This article is general financial information, not legal or tax advice. We do not promise reimbursement, and we cannot tell you what your specific plan will pay. The goal is to explain what is possible to ask for, how the paperwork works, and how to set realistic expectations before you book.
What a superbill actually is
A superbill is a detailed, itemized receipt that an out-of-network medical provider gives the patient after a paid visit. It is not a bill in the traditional sense, because you have already paid. It is a document formatted the way insurance companies expect, so that you can submit it to your own plan and ask for reimbursement.
Every superbill in the United States is built on the same coding framework. The Centers for Medicare & Medicaid Services maintains the Healthcare Common Procedure Coding System and the CPT code sets, and according to CMS in 2024, that framework is the basis of medical billing across U.S. healthcare regardless of whether a clinic is in-network or out-of-network. Any clinic that hands you a superbill is using the same procedure-code language a hospital, primary-care office, or large psychiatric practice would use.
The important thing to understand is what a superbill is not. It is not a guarantee of coverage. It is not a pre-authorization. It is not a contract between us and your insurer. It is a piece of paperwork you can choose to submit to your plan to see what, if anything, your out-of-network benefits will return to you.
How out-of-network benefits typically work
Most U.S. health plans fall into one of three categories when it comes to out-of-network care. Some have meaningful out-of-network benefits, often through PPO or POS designs. Some have very limited out-of-network benefits, common in HMO and EPO plans.
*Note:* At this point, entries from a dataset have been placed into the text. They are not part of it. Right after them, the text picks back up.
//! Audio hardware seams: the live capture device and the listening output.
//!
//! The signal graph only sees the traits; the cpal-backed types are what the
//! application wires in, tests substitute in-memory fakes.

use std::sync::{Arc, Mutex};

use cpal::traits::{DeviceTrait, HostTrait, StreamTrait};

use super::ring::SampleRing;
use crate::{AuraluxError, Result};

/// Seconds of audio buffered between a device callback and the graph.
const DEVICE_BUFFER_SECONDS: f32 = 0.5;

/// A capture device that may grant a live stream.
pub trait InputDevice {
    /// Requests the device. Refusal or absence is reported as
    /// [`AuraluxError::PermissionDenied`].
    fn open(&mut self) -> Result<Box<dyn LiveStream>>;
}

/// A granted live capture stream delivering mono samples.
pub trait LiveStream {
    fn label(&self) -> &str;

    fn sample_rate(&self) -> u32;

    /// Appends every sample captured since the previous call.
    fn drain_into(&mut self, out: &mut Vec<f32>);

    /// Releases the underlying device tracks. Further reads yield nothing.
    fn stop_tracks(&mut self);

    fn is_live(&self) -> bool;
}

/// The listening output at the end of the analysis branch.
pub trait AudioOutput {
    /// Begins (or resumes) audible output. Refusal is reported as
    /// [`AuraluxError::AutoplayBlocked`].
    fn start(&mut self) -> Result<()>;

    fn pause(&mut self);

    fn write(&mut self, samples: &[f32]);
}

/// Output that discards everything, for headless rendering.
#[derive(Debug, Default)]
pub struct NullOutput;

impl AudioOutput for NullOutput {
    fn start(&mut self) -> Result<()> {
        Ok(())
    }

    fn pause(&mut self) {}

    fn write(&mut self, _samples: &[f32]) {}
}

/// Input device backed by the default cpal capture device.
#[derive(Debug, Default, Clone)]
pub struct CpalInputDevice;

impl CpalInputDevice {
    pub fn new() -> Self {
        Self
    }
}

impl InputDevice for CpalInputDevice {
    fn open(&mut self) -> Result<Box<dyn LiveStream>> {
        let device = cpal::default_host()
            .default_input_device()
            .ok_or_else(|| AuraluxError::PermissionDenied("no input device found".into()))?;
        let label = device.name().unwrap_or_else(|_| "Unknown".to_string());
        let supported = device
            .default_input_config()
            .map_err(|err| AuraluxError::PermissionDenied(err.to_string()))?;
        let sample_rate = supported.sample_rate().0;
        let channels = supported.channels() as usize;
        let config: cpal::StreamConfig = supported.config();
        let ring = Arc::new(Mutex::new(SampleRing::with_duration(
            DEVICE_BUFFER_SECONDS,
            sample_rate,
        )));

        let stream = match supported.sample_format() {
            cpal::SampleFormat::F32 => build_input::<f32>(&device, &config, channels, ring.clone()),
            cpal::SampleFormat::I16 => build_input::<i16>(&device, &config, channels, ring.clone()),
            cpal::SampleFormat::U16 => build_input::<u16>(&device, &config, channels, ring.clone()),
            other => Err(AuraluxError::PermissionDenied(format!(
                "unsupported input sample format {other:?}"
            ))),
        }?;
        stream
            .play()
            .map_err(|err| AuraluxError::PermissionDenied(err.to_string()))?;

        tracing::info!(device = %label, sample_rate, channels, "live input opened");
        Ok(Box::new(CpalLiveStream {
            label,
            sample_rate,
            ring,
            stream: Some(stream),
        }))
    }
}

fn build_input<T>(
    device: &cpal::Device,
    config: &cpal::StreamConfig,
    channels: usize,
    ring: Arc<Mutex<SampleRing>>,
) -> Result<cpal::Stream>
where
    T: cpal::SizedSample + Send + 'static,
    f32: cpal::FromSample<T>,
{
    let channels = channels.max(1);
    device
        .build_input_stream(
            config,
            move |data: &[T], _: &cpal::InputCallbackInfo| {
                if let Ok(mut ring) = ring.lock() {
                    for frame in data.chunks(channels) {
                        let sum: f32 = frame
                            .iter()
                            .map(|sample| <f32 as cpal::Sample>::from_sample(*sample))
                            .sum();
                        ring.push(sum / frame.len() as f32);
                    }
                }
            },
            |err| tracing::warn!(%err, "input stream error"),
            None,
        )
        .map_err(|err| AuraluxError::PermissionDenied(err.to_string()))
}

/// Live stream fed by a cpal input callback.
pub struct CpalLiveStream {
    label: String,
    sample_rate: u32,
    ring: Arc<Mutex<SampleRing>>,
    stream: Option<cpal::Stream>,
}

impl LiveStream for CpalLiveStream {
    fn label(&self) -> &str {
        &self.label
    }

    fn sample_rate(&self) -> u32 {
        self.sample_rate
    }

    fn drain_into(&mut self, out: &mut Vec<f32>) {
        if self.stream.is_none() {
            return;
        }
        if let Ok(mut ring) = self.ring.lock() {
            ring.drain_into(out);
        }
    }

    fn stop_tracks(&mut self) {
        if let Some(stream) = self.stream.take() {
            if let Err(err) = stream.pause() {
                tracing::debug!(%err, "input stream pause failed during release");
            }
            tracing::info!(device = %self.label, "live input released");
        }
        if let Ok(mut ring) = self.ring.lock() {
            ring.clear();
        }
    }

    fn is_live(&self) -> bool {
        self.stream.is_some()
    }
}

impl Drop for CpalLiveStream {
    fn drop(&mut self) {
        self.stop_tracks();
    }
}

/// Listening output on the default cpal playback device.
///
/// The stream is built lazily on the first `start`, which is where a host
/// that refuses playback reports it.
pub struct CpalOutput {
    sample_rate: u32,
    ring: Arc<Mutex<SampleRing>>,
    stream: Option<cpal::Stream>,
    playing: bool,
}

impl CpalOutput {
    /// Output fed at `sample_rate`. No device is opened yet.
    pub fn new(sample_rate: u32) -> Self {
        Self {
            sample_rate,
            ring: Arc::new(Mutex::new(SampleRing::with_duration(
                DEVICE_BUFFER_SECONDS,
                sample_rate,
            ))),
            stream: None,
            playing: false,
        }
    }

    fn build(&self) -> Result<cpal::Stream> {
        let host = cpal::default_host();
        let device = host
            .default_output_device()
            .ok_or_else(|| AuraluxError::AutoplayBlocked("no output device found".into()))?;
        let supported = device
            .default_output_config()
            .map_err(|err| AuraluxError::AutoplayBlocked(err.to_string()))?;
        let channels = supported.channels() as usize;
        let format = supported.sample_format();
        let native: cpal::StreamConfig = supported.config();
        let mut candidates = vec![native.clone()];
        if native.sample_rate.0 != self.sample_rate {
            let mut matched = native.clone();
            matched.sample_rate = cpal::SampleRate(self.sample_rate);
            candidates.insert(0, matched);
        }

        let mut last_error = None;
        for config in &candidates {
            let built = match format {
                cpal::SampleFormat::F32 => {
                    build_output::<f32>(&device, config, channels, self.ring.clone())
                }
                cpal::SampleFormat::I16 => {
                    build_output::<i16>(&device, config, channels, self.ring.clone())
                }
                cpal::SampleFormat::U16 => {
                    build_output::<u16>(&device, config, channels, self.ring.clone())
                }
                other => {
                    return Err(AuraluxError::AutoplayBlocked(format!(
                        "unsupported output sample format {other:?}"
                    )))
                }
            };
            match built {
                Ok(stream) => {
                    if config.sample_rate.0 != self.sample_rate {
                        tracing::warn!(
                            device_rate = config.sample_rate.0,
                            context_rate = self.sample_rate,
                            "output device runs at a different rate than the audio context"
                        );
                    }
                    return Ok(stream);
                }
                Err(err) => last_error = Some(err),
            }
        }
        Err(last_error
            .unwrap_or_else(|| AuraluxError::AutoplayBlocked("no usable output config".into())))
    }
}

fn build_output<T>(
    device: &cpal::Device,
    config: &cpal::StreamConfig,
    channels: usize,
    ring: Arc<Mutex<SampleRing>>,
) -> Result<cpal::Stream>
where
    T: cpal::SizedSample + cpal::FromSample<f32> + Send + 'static,
{
    let channels = channels.max(1);
    device
        .build_output_stream(
            config,
            move |data: &mut [T], _: &cpal::OutputCallbackInfo| {
                let mut ring = ring.lock().ok();
                for frame in data.chunks_mut(channels) {
                    let value = ring.as_mut().and_then(|ring| ring.pop()).unwrap_or(0.0);
                    let sample = <T as cpal::Sample>::from_sample(value);
                    for slot in frame.iter_mut() {
                        *slot = sample;
                    }
                }
            },
            |err| tracing::warn!(%err, "output stream error"),
            None,
        )
        .map_err(|err| AuraluxError::AutoplayBlocked(err.to_string()))
}

impl AudioOutput for CpalOutput {
    fn start(&mut self) -> Result<()> {
        if self.stream.is_none() {
            self.stream = Some(self.build()?);
        }
        if let Some(stream) = &self.stream {
            stream
                .play()
                .map_err(|err| AuraluxError::AutoplayBlocked(err.to_string()))?;
        }
        self.playing = true;
        Ok(())
    }

    fn pause(&mut self) {
        self.playing = false;
        if let Some(stream) = &self.stream {
            if let Err(err) = stream.pause() {
                tracing::debug!(%err, "output pause failed");
            }
        }
        if let Ok(mut ring) = self.ring.lock() {
            ring.clear();
        }
    }

    /// Dropped while paused so a resume does not replay queued silence.
    fn write(&mut self, samples: &[f32]) {
        if !self.playing {
            return;
        }
        if let Ok(mut ring) = self.ring.lock() {
            ring.extend(samples);
        }
    }
}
And some, including most Medicaid plans, do not reimburse out-of-network outpatient care at all except in emergencies.
If your plan does have out-of-network benefits, the math typically looks like this. Your plan establishes an "allowable amount" for each procedure code, which is the maximum it will consider for reimbursement. You pay the deductible first. After that, the plan reimburses a percentage of the allowable amount, often somewhere between 50% and 80%. The difference between what the clinic charged and what the plan considers allowable is generally your responsibility.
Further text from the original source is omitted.